O representante do Condepe defende que a medida de semiliberdade deveria ser mais utilizada em relação aos outros dois tipos restritivos. “A internação deveria ser a excepcionalidade e não é isso que acontece”, lamenta.
Atos infracionais
Com 49%, os atos análogos a roubo e furto são a principal causa que leva os adolescentes a cumprirem medidas socioeducativas em unidades de internação. A segunda causa são infrações análogas ao tráfico de drogas, com 24%. Já o homicídio é responsável por 10% dos crimes praticados (em 2010 era 14,9%), e o latrocínio por apenas 2% (chegou a 5,5% em 2010) – ao contrário do senso comum que acredita ser elevado o número de atentados contra a vida praticados por adolescentes.

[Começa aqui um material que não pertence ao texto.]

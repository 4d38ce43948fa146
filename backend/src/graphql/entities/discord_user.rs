use async_graphql::SimpleObject;
use protocol_macros::{GraphQLEntity, GraphQLOperations, GraphQLRelations};
use serde::{Deserialize, Serialize};

use crate::graphql::scalars::{BigInt, Timestamp};

#[derive(
    GraphQLEntity,
    GraphQLRelations,
    GraphQLOperations,
    SimpleObject,
    Clone,
    Debug,
    Serialize,
    Deserialize,
)]
#[graphql(name = "DiscordUser", complex, rename_fields = "snake_case")]
#[graphql_entity(table = "discord_user", plural = "DiscordUsers")]
#[relation(name = "user", target = "User", belongs_to = "user_id")]
pub struct DiscordUser {
    #[primary_key]
    pub id: i32,

    pub display_name: Option<String>,

    #[unique]
    pub discord_id: BigInt,

    #[foreign_key(table = "user", on_delete = "CASCADE")]
    pub user_id: i32,

    #[graphql(name = "createdAt")]
    pub created_at: Timestamp,

    #[graphql(name = "updatedAt")]
    pub updated_at: Timestamp,
}
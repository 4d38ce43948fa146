use async_graphql::SimpleObject;
use protocol_macros::{GraphQLEntity, GraphQLOperations, GraphQLRelations};
use serde::{Deserialize, Serialize};

use crate::graphql::scalars::Timestamp;

/// Issue imported from Linear; may back a contribution.
#[derive(
    GraphQLEntity,
    GraphQLRelations,
    GraphQLOperations,
    SimpleObject,
    Clone,
    Debug,
    Serialize,
    Deserialize,
)]
#[graphql(name = "LinearIssue", complex, rename_fields = "snake_case")]
#[graphql_entity(table = "linear_issue", plural = "LinearIssues")]
#[relation(name = "assignee", target = "LinearUser", belongs_to = "assignee_id")]
#[relation(name = "contribution", target = "Contribution", has_one = "linear_issue_id")]
pub struct LinearIssue {
    #[primary_key]
    pub id: i32,

    #[unique]
    pub linear_id: String,

    pub title: Option<String>,

    pub url: Option<String>,

    #[foreign_key(table = "linear_user", on_delete = "SET NULL")]
    pub assignee_id: Option<i32>,

    #[graphql(name = "createdAt")]
    pub created_at: Timestamp,

    #[graphql(name = "updatedAt")]
    pub updated_at: Timestamp,
}
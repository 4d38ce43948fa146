//! Shared fixtures: a seeded database, the schema, and row helpers.

#![allow(dead_code)]

use async_graphql::{Request, ServerError};
use chrono::{Duration, TimeZone, Utc};
use protocol_api::db::Database;
use protocol_api::graphql::orm::format_timestamp;
use protocol_api::graphql::{ProtocolSchema, build_schema};
use serde_json::Value;

pub struct TestApp {
    pub db: Database,
    pub schema: ProtocolSchema,
    _dir: Option<tempfile::TempDir>,
}

pub async fn setup() -> TestApp {
    let db = Database::connect_in_memory().await.unwrap();
    db.prepare(true).await.unwrap();
    let schema = build_schema(db.clone());
    TestApp { db, schema, _dir: None }
}

/// Same fixture on a pooled file database, so writes really overlap.
pub async fn setup_file() -> TestApp {
    let dir = tempfile::tempdir().unwrap();
    let url = format!("sqlite://{}", dir.path().join("protocol.db").display());
    let db = Database::connect(&url, 10).await.unwrap();
    db.prepare(true).await.unwrap();
    let schema = build_schema(db.clone());
    TestApp { db, schema, _dir: Some(dir) }
}

impl TestApp {
    /// Execute and return `data`, failing the test on any GraphQL error.
    pub async fn query(&self, query: &str) -> Value {
        let response = self.schema.execute(Request::new(query)).await;
        assert!(response.errors.is_empty(), "unexpected errors: {:?}", response.errors);
        response.data.into_json().unwrap()
    }

    pub async fn query_errors(&self, query: &str) -> Vec<ServerError> {
        self.schema.execute(Request::new(query)).await.errors
    }

    async fn insert(&self, sql: &str, binds: &[Value]) -> i64 {
        let now = format_timestamp(&Utc::now());
        let mut query = sqlx::query_scalar::<_, i64>(sql);
        for bind in binds {
            query = match bind {
                Value::Number(n) => query.bind(n.as_i64().unwrap()),
                Value::String(s) => query.bind(s.clone()),
                Value::Null => query.bind(None::<i64>),
                other => panic!("unsupported bind {other}"),
            };
        }
        query.bind(now).fetch_one(self.db.pool()).await.unwrap()
    }

    pub async fn user(&self, address: &str) -> i64 {
        self.insert(
            "INSERT INTO user (address, chain_type_id, created_at, updated_at) VALUES (?, 1, ?2, ?2) RETURNING id",
            &[address.into()],
        )
        .await
    }

    pub async fn guild(&self, name: &str) -> i64 {
        self.insert(
            "INSERT INTO guild (name, created_at, updated_at) VALUES (?, ?2, ?2) RETURNING id",
            &[name.into()],
        )
        .await
    }

    pub async fn member(&self, user_id: i64, guild_id: i64) -> i64 {
        self.insert(
            "INSERT INTO guild_user (user_id, guild_id, created_at, updated_at) VALUES (?, ?, ?3, ?3) RETURNING id",
            &[user_id.into(), guild_id.into()],
        )
        .await
    }

    /// Contribution engaged `days_ago` days before a fixed date
    pub async fn contribution(&self, user_id: i64, name: &str, days_ago: i64) -> i64 {
        let base = Utc.with_ymd_and_hms(2024, 6, 1, 12, 0, 0).unwrap();
        let engaged = format_timestamp(&(base - Duration::days(days_ago)));
        self.insert(
            "INSERT INTO contribution (user_id, name, status_id, activity_type_id, date_of_submission, \
             date_of_engagement, created_at, updated_at) VALUES (?, ?, 1, 1, ?3, ?3, ?4, ?4) RETURNING id",
            &[user_id.into(), name.into(), engaged.into()],
        )
        .await
    }

    pub async fn link(&self, guild_id: i64, contribution_id: i64) -> i64 {
        self.insert(
            "INSERT INTO guild_contribution (guild_id, contribution_id, created_at, updated_at) \
             VALUES (?, ?, ?3, ?3) RETURNING id",
            &[guild_id.into(), contribution_id.into()],
        )
        .await
    }

    pub async fn attestation(&self, user_id: i64, contribution_id: i64) -> i64 {
        self.insert(
            "INSERT INTO attestation (user_id, contribution_id, confidence_id, date_of_attestation, \
             created_at, updated_at) VALUES (?, ?, 1, ?3, ?3, ?3) RETURNING id",
            &[user_id.into(), contribution_id.into()],
        )
        .await
    }

    pub async fn count(&self, table: &str) -> i64 {
        sqlx::query_scalar(&format!("SELECT COUNT(*) FROM {table}"))
            .fetch_one(self.db.pool())
            .await
            .unwrap()
    }
}

/// `extensions.code` of a server error
pub fn code(error: &ServerError) -> Option<String> {
    error
        .extensions
        .as_ref()
        .and_then(|ext| ext.get("code"))
        .map(|value| value.to_string().trim_matches('"').to_string())
}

“Os crimes patrimoniais têm relação com consumismo, com a propaganda, a valorização do ‘ter’ ao invés do ‘ser’ da sociedade capitalista”, analisa o coordenador da Comissão da Criança e do Adolescente do Condepe.
Perfil
Em relação ao perfil dos adolescentes e jovens em restrição e privação de liberdade, o último Sinase revela que 96% do total são do sexo masculino e 61% foram considerados negros ou pardos, enquanto o índice de brancos é de 23%, e 14% não tiveram registradas sua cor ou raça.
“Isso por um lado mostra a seletividade, o racismo dos policiais e do sistema judicial, mas também indica que negros e pardos estão mais expostos à violência e a criminalidade”, avalia Ariel de Castro Alves.
Do total de jovens cumprindo pena, 57% tem entre 16 e 17 anos, e 17% entre 14 e 15 anos. Neste recorte, chama a atenção que 23% dos internos tem entre 18 e 21 anos. “Isso demonstra que o adolescente é punido”, afirma o representante do Condepe, questionando o “mito” da impunidade que parcela significativa da sociedade tem com relação ao tema.
Mortes
O Sinase de 2018 revela que 53 adolescentes morreram, em 2015, dentro das unidades de atendimento socioeducativo. Foram 18 mortes (43%) registradas como “conflito interpessoal” e 11 por “conflito generalizado”. Os números são superiores ao ano de 2014, quando faleceram 48 jovens.
Para o advogado, o alto número de mortes demonstra a incapacidade do Estado brasileiro em garantir a vida dos adolescentes. “Se não garante a vida, será que garante a ressocialização e a educação?”, questiona.